The explanation, Gromet suggests, could lie in labeling a consumer choice to represent values that simply aren't shared by all buyers—in this case the environmental issue of reducing carbon emissions."
This has to be one of the silliest "studies" I've seen yet.
Equally priced bulbs produce purchases of the efficient one regardless of ideology.
Higher priced bulbs, with an environmental sticker, produce lower purchases from conservatives. And therefore we know that it was because of the sticker, not the price.
Is this really how liberals reason? Simply draw conclusions they want to be true without regard to other factors or reality? I find that hard to believe.
I have no idea whether it was "liberals" who conducted the study. As for the silliness of the study, it is common for companies to study what influences consumers to purchase products. This study was done by a university. If one is trying to encourage consumers to purchase products that are better for the environment, wouldn't one want to know if something as basic as how it is labeled is a positive or negative influence? I don't think it's silly at all.
Setting aside this "silly" study, are you comfortable with the current GOP effort to dismantle environmental protections? Do you want those efforts to continue, resulting in more deregulation? Will climate change be a factor in who you prefer as President or who represents you in Congress?
Like GA, I agree with some of them and disagree with others. I think we've gone way overboard in some cases and probably not far enough in others.

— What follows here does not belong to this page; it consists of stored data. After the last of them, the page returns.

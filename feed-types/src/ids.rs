//! Identity types for the discussion feed.
//!
//! Server-assigned identifiers are opaque strings. The client never parses
//! them, it only compares them. [`LocalId`] is the one identifier minted on
//! the client, for comments that have not been confirmed yet.

use serde::{Deserialize, Serialize};
use std::fmt;

macro_rules! opaque_id {
    ($(#[$meta:meta])* $name:ident) => {
        $(#[$meta])*
        #[derive(Clone, PartialEq, Eq, Hash, PartialOrd, Ord, Serialize, Deserialize)]
        #[serde(transparent)]
        pub struct $name(String);

        impl $name {
            /// Wrap a server-assigned identifier.
            pub fn new(id: impl Into<String>) -> Self {
                Self(id.into())
            }

            /// Borrow the raw identifier.
            pub fn as_str(&self) -> &str {
                &self.0
            }
        }

        impl fmt::Display for $name {
            fn fmt(&self, f: &mut fmt::Formatter<'_>) -> fmt::Result {
                f.write_str(&self.0)
            }
        }

        impl fmt::Debug for $name {
            fn fmt(&self, f: &mut fmt::Formatter<'_>) -> fmt::Result {
                write!(f, "{}({})", stringify!($name), self.0)
            }
        }

        impl From<&str> for $name {
            fn from(id: &str) -> Self {
                Self::new(id)
            }
        }

        impl From<String> for $name {
            fn from(id: String) -> Self {
                Self(id)
            }
        }
    };
}

opaque_id!(
    /// Identifier of a discussion post. Also the push topic of its comment stream.
    PostId
);

opaque_id!(
    /// Server-issued identifier of a comment.
    CommentId
);

opaque_id!(
    /// Identifier of a user (author or viewer).
    UserId
);

/// Client-local identifier for a comment awaiting server confirmation.
///
/// UUID v4. Never sent to the backend and never used as a display key.
#[derive(Clone, Copy, PartialEq, Eq, Hash)]
pub struct LocalId(uuid::Uuid);

impl LocalId {
    /// Create a new random LocalId.
    pub fn new() -> Self {
        Self(uuid::Uuid::new_v4())
    }

    /// Get the inner UUID.
    pub fn as_uuid(&self) -> &uuid::Uuid {
        &self.0
    }
}

impl Default for LocalId {
    fn default() -> Self {
        Self::new()
    }
}

impl fmt::Debug for LocalId {
    fn fmt(&self, f: &mut fmt::Formatter<'_>) -> fmt::Result {
        write!(f, "LocalId({})", &self.0.to_string()[..8])
    }
}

But on the whole, I'm satisfied with our efforts to be green, at least in a very general sense, and climate change will not be a factor...unless some whacko runs that wants to destroy our culture and economy, returning us to the point of horses and wood burning fireplaces for heat. That would definitely prick my consciousness on the matter! And yes, we've already seen some in congress proposing to do just that.
The old lightbulb conspiracy revenge. Make a cluster f of throw away products for dimwits.

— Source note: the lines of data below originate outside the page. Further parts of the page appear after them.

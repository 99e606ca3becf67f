//! Author profile resolution.
//!
//! Resolution order for an author, most specific first:
//!
//! 1. the viewer's own session profile, when the author is the viewer
//! 2. a profile harvested from earlier discussion/comment payloads
//! 3. the inline author snapshot carried on the payload itself
//! 4. "Anonymous"
//!
//! Initials are always derived from whichever display name won.

use feed_types::{normalized_avatar, AuthorRef, AuthorSnapshot, Role, UserId};
use std::collections::HashMap;

use crate::policy::Viewer;

const ANONYMOUS: &str = "Anonymous";

/// Display data for a user.
#[derive(Debug, Clone, PartialEq, Eq)]
pub struct Profile {
    /// Display name.
    pub display_name: String,
    /// Avatar URL, `None` when absent (never `""`).
    pub avatar_url: Option<String>,
    /// Role badge.
    pub role: Role,
}

impl Profile {
    /// Create a member profile with no avatar.
    pub fn new(display_name: impl Into<String>) -> Self {
        Self {
            display_name: display_name.into(),
            avatar_url: None,
            role: Role::Member,
        }
    }

    /// Set the avatar, normalizing `""` to absent.
    pub fn with_avatar(mut self, url: impl Into<String>) -> Self {
        let url = url.into();
        self.avatar_url = normalized_avatar(Some(&url)).map(str::to_string);
        self
    }

    /// Set the role.
    pub fn with_role(mut self, role: Role) -> Self {
        self.role = role;
        self
    }

    /// Build from an inline snapshot. `None` if the snapshot has no name.
    pub fn from_snapshot(snapshot: &AuthorSnapshot) -> Option<Self> {
        let name = snapshot.name.trim();
        if name.is_empty() {
            return None;
        }
        Some(Self {
            display_name: name.to_string(),
            avatar_url: snapshot.avatar().map(str::to_string),
            role: snapshot.role.unwrap_or_default(),
        })
    }
}

/// Best-effort lookup from user id to profile.
pub trait ProfileSource {
    /// Look up a profile. `None` is a normal answer.
    fn profile(&self, id: &UserId) -> Option<Profile>;
}

/// Profiles harvested from payloads during this session. Never expires.
#[derive(Debug, Clone, Default)]
pub struct ProfileCache {
    entries: HashMap<UserId, Profile>,
}

impl ProfileCache {
    /// Create an empty cache.
    pub fn new() -> Self {
        Self::default()
    }

    /// Record the inline snapshot of an author, if it names its user.
    ///
    /// Returns `true` when an entry was written.
    pub fn harvest(&mut self, author: &AuthorRef) -> bool {
        let Some(snapshot) = author.snapshot() else {
            return false;
        };
        let (Some(id), Some(profile)) = (snapshot.id.as_ref(), Profile::from_snapshot(snapshot))
        else {
            return false;
        };
        self.entries.insert(id.clone(), profile);
        true
    }

    /// Insert or replace an entry.
    pub fn insert(&mut self, id: UserId, profile: Profile) {
        self.entries.insert(id, profile);
    }

    /// Look up an entry.
    pub fn get(&self, id: &UserId) -> Option<&Profile> {
        self.entries.get(id)
    }

    /// Number of cached profiles.
    pub fn len(&self) -> usize {
        self.entries.len()
    }

    /// Check if the cache is empty.
    pub fn is_empty(&self) -> bool {
        self.entries.is_empty()
    }
}

impl ProfileSource for ProfileCache {
    fn profile(&self, id: &UserId) -> Option<Profile> {
        self.entries.get(id).cloned()
    }
}

/// Resolved display data for an author.
#[derive(Debug, Clone, PartialEq, Eq)]
pub struct ResolvedAuthor {
    /// Avatar URL, `None` when absent.
    pub avatar_url: Option<String>,
    /// Display name.
    pub display_name: String,
    /// Initials for the avatar placeholder.
    pub initials: String,
    /// Role badge.
    pub role: Role,
}

impl ResolvedAuthor {
    fn from_profile(profile: Profile) -> Self {
        let avatar_url = normalized_avatar(profile.avatar_url.as_deref()).map(str::to_string);
        Self {
            initials: initials(&profile.display_name),
            avatar_url,
            display_name: profile.display_name,
            role: profile.role,
        }
    }

    fn anonymous() -> Self {
        Self::from_profile(Profile::new(ANONYMOUS))
    }
}

/// Resolves authors through the fallback chain.
pub struct ProfileResolver<'a> {
    viewer: Option<&'a Viewer>,
    source: &'a dyn ProfileSource,
}

impl<'a> ProfileResolver<'a> {
    /// Create a resolver.
    pub fn new(viewer: Option<&'a Viewer>, source: &'a dyn ProfileSource) -> Self {
        Self { viewer, source }
    }

    /// Resolve display data for an author.
    pub fn resolve(&self, author: &AuthorRef) -> ResolvedAuthor {
        if let Some(id) = author.user_id() {
            if let Some(viewer) = self.viewer.filter(|v| &v.id == id) {
                return ResolvedAuthor::from_profile(viewer.profile.clone());
            }
            if let Some(profile) = self.source.profile(id) {
                return ResolvedAuthor::from_profile(profile);
            }
        }

        author
            .snapshot()
            .and_then(Profile::from_snapshot)
            .map(ResolvedAuthor::from_profile)
            .unwrap_or_else(ResolvedAuthor::anonymous)
    }
}

/// Initials of a display name: first letter of the first and last words.
pub fn initials(name: &str) -> String {
    let words: Vec<&str> = name.split_whitespace().collect();
    let first = words.first().and_then(|w| w.chars().next());
    let last = if words.len() > 1 {
        words.last().and_then(|w| w.chars().next())
    } else {
        None
    };

    let out: String = first
        .into_iter()
        .chain(last)
        .flat_map(char::to_uppercase)
        .collect();

    if out.is_empty() {
        "?".to_string()
    } else {
        out
    }
}

#[cfg(test)]
mod tests {
    use super::*;

    fn viewer() -> Viewer {
        Viewer::new("me", Role::Member, Profile::new("Fresh Me").with_avatar("new.png"))
    }

    fn inline(id: Option<&str>, name: &str, avatar: &str) -> AuthorRef {
        let mut snapshot = AuthorSnapshot::named(name).with_avatar(avatar);
        snapshot.id = id.map(UserId::new);
        AuthorRef::Inline(snapshot)
    }

    #[test]
    fn viewer_profile_beats_cache() {
        let mut cache = ProfileCache::new();
        cache.insert(UserId::new("me"), Profile::new("Stale Me").with_avatar("old.png"));
        let viewer = viewer();
        let resolver = ProfileResolver::new(Some(&viewer), &cache);

        let resolved = resolver.resolve(&AuthorRef::Id(UserId::new("me")));
        assert_eq!(resolved.display_name, "Fresh Me");
        assert_eq!(resolved.avatar_url.as_deref(), Some("new.png"));
    }

    #[test]
    fn cache_beats_inline_snapshot() {
        let mut cache = ProfileCache::new();
        cache.insert(UserId::new("u1"), Profile::new("Cached Name"));
        let resolver = ProfileResolver::new(None, &cache);

        let resolved = resolver.resolve(&inline(Some("u1"), "Snapshot Name", "a.png"));
        assert_eq!(resolved.display_name, "Cached Name");
    }

    #[test]
    fn falls_back_to_snapshot() {
        let cache = ProfileCache::new();
        let resolver = ProfileResolver::new(None, &cache);

        let resolved = resolver.resolve(&inline(None, "Grace Hopper", "g.png"));
        assert_eq!(resolved.display_name, "Grace Hopper");
        assert_eq!(resolved.initials, "GH");
        assert_eq!(resolved.avatar_url.as_deref(), Some("g.png"));
    }

    #[test]
    fn unknown_id_is_anonymous() {
        let cache = ProfileCache::new();
        let resolver = ProfileResolver::new(None, &cache);

        let resolved = resolver.resolve(&AuthorRef::Id(UserId::new("ghost")));
        assert_eq!(resolved.display_name, "Anonymous");
        assert_eq!(resolved.initials, "A");
        assert!(resolved.avatar_url.is_none());
    }

    #[test]
    fn empty_avatar_is_absent() {
        let cache = ProfileCache::new();
        let resolver = ProfileResolver::new(None, &cache);

        let resolved = resolver.resolve(&inline(None, "Ada", ""));
        assert!(resolved.avatar_url.is_none());

        let profile = Profile::new("Ada").with_avatar("  ");
        assert!(profile.avatar_url.is_none());
    }

    #[test]
    fn harvest_requires_id_and_name() {
        let mut cache = ProfileCache::new();
        assert!(!cache.harvest(&AuthorRef::Id(UserId::new("u1"))));
        assert!(!cache.harvest(&inline(None, "No Id", "")));
        assert!(!cache.harvest(&inline(Some("u2"), "  ", "")));
        assert!(cache.harvest(&inline(Some("u3"), "Linus", "l.png")));

        assert_eq!(cache.len(), 1);
        assert_eq!(cache.get(&UserId::new("u3")).unwrap().display_name, "Linus");
    }

    #[test]
    fn initials_cover_edge_cases() {
        assert_eq!(initials("ada lovelace"), "AL");
        assert_eq!(initials("Plato"), "P");
        assert_eq!(initials("Jean Claude Van Damme"), "JD");
        assert_eq!(initials("   "), "?");
        assert_eq!(initials("émile zola"), "ÉZ");
    }
}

Here again, an example of twisting facts, or creating falsehood.
What they found was this:
"Political divisions appeared in purchasing choices—but not until price became an issue. When all bulbs were priced the same, every participant save one chose the energy-efficient option regardless of political persuasion."
In essence the study showed that "Liberals" were willing to pay more for a bulb if it was labeled energy-efficient, and "Conservatives" just wanted the cheapest bulb and weren't willing to pay extra for the energy-efficient labeled one.

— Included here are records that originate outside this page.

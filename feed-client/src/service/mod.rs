//! Backend service abstraction.
//!
//! The feed consumes two request/response collaborators:
//! - [`ReadService`] for paginated reads
//! - [`MutationService`] for writes
//!
//! Wire formats are the implementation's concern. A single backend type
//! usually implements both; [`MockBackend`] does, for tests.

mod mock;

pub use mock::{Call, Gate, MockBackend, Op};

use async_trait::async_trait;
use feed_types::{
    Comment, CommentId, DiscussionPost, LikeState, Page, PinState, PostContent, PostId, SortOrder,
};

use crate::error::ServiceError;

/// Paginated reads.
#[async_trait]
pub trait ReadService: Send + Sync {
    /// One page of the discussion feed, in backend order. Pages start at 1.
    async fn list_discussions(
        &self,
        page: u32,
        page_size: u32,
    ) -> Result<Page<DiscussionPost>, ServiceError>;

    /// One page of a discussion's comments. Pages start at 1.
    async fn list_comments(
        &self,
        discussion: &PostId,
        page: u32,
        page_size: u32,
        sort: SortOrder,
    ) -> Result<Page<Comment>, ServiceError>;
}

/// Writes. The backend re-validates authorization on every call.
#[async_trait]
pub trait MutationService: Send + Sync {
    /// Toggle the viewer's like; returns the authoritative like state.
    async fn toggle_like(&self, discussion: &PostId) -> Result<LikeState, ServiceError>;

    /// Toggle the pinned flag; returns the authoritative pin state.
    async fn toggle_pin(&self, discussion: &PostId) -> Result<PinState, ServiceError>;

    /// Replace title and body; returns the stored fields.
    async fn update_discussion(
        &self,
        discussion: &PostId,
        content: &PostContent,
    ) -> Result<PostContent, ServiceError>;

    /// Delete a discussion.
    async fn delete_discussion(&self, discussion: &PostId) -> Result<(), ServiceError>;

    /// Create a comment; returns it with its server id.
    async fn create_comment(&self, discussion: &PostId, body: &str)
        -> Result<Comment, ServiceError>;

    /// Replace a comment's body.
    async fn update_comment(&self, comment: &CommentId, body: &str) -> Result<(), ServiceError>;

    /// Delete a comment.
    async fn delete_comment(&self, comment: &CommentId) -> Result<(), ServiceError>;
}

You could turn that into all sorts of things... maybe it shows that "Liberals" are easily duped, all you have to do is put a label stating it is energy-efficient and they will buy it, even if it costs double. Maybe it shows "Conservatives" don't believe it makes a difference, and they want to save money and buy the cheapest bulb.
What the "study" proved in fact, is that politics don't matter to "Conservatives" they will buy what is cheapest. Where-as those looking to 'save-the-planet' would spend substantially more, if you slap a saving-the-planet label on it.
That's about the way I read it, too. I'd add that conservatives may doubt the "cost savings" of a high priced bulb - certainly I've yet to have an LED bulb last the 10 years they advertise.
I grow cannabis and microgreens for great profit with the most efficient light system out there, for duration and energy savings ligh- led. Trump bulbs sign off is about as crappy as he is. It will take a lot more than crappy bulbs, nukes, standing by a tree or ice cubes from Vegas hotels to save us from Trump's claim hoax of Global warming.
What type of lightbulb is that? I need all the help I can get.